#### Your task:
Working from the listing below, set down every line exactly.
————
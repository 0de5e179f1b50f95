pub mod config;
pub mod error;
pub mod filters;
pub mod frames;
pub mod pose_log;
pub mod publisher;
pub mod session;
pub mod tracker;
pub mod types;

pub use config::TrackerConfig;
pub use error::{TrackerError, TrackerResult};
pub use session::{Session, SessionMode};
pub use tracker::{CycleStatus, FilterBank};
————
#### Reply to the exercise:
repository 0de5e179f1b50f95
pub mod config;
pub mod error;
pub mod filters;
pub mod frames;
pub mod pose_log;
pub mod publisher;
pub mod session;
pub mod tracker;
pub mod types;

pub use config::TrackerConfig;
pub use error::{TrackerError, TrackerResult};
pub use session::{Session, SessionMode};
pub use tracker::{CycleStatus, FilterBank};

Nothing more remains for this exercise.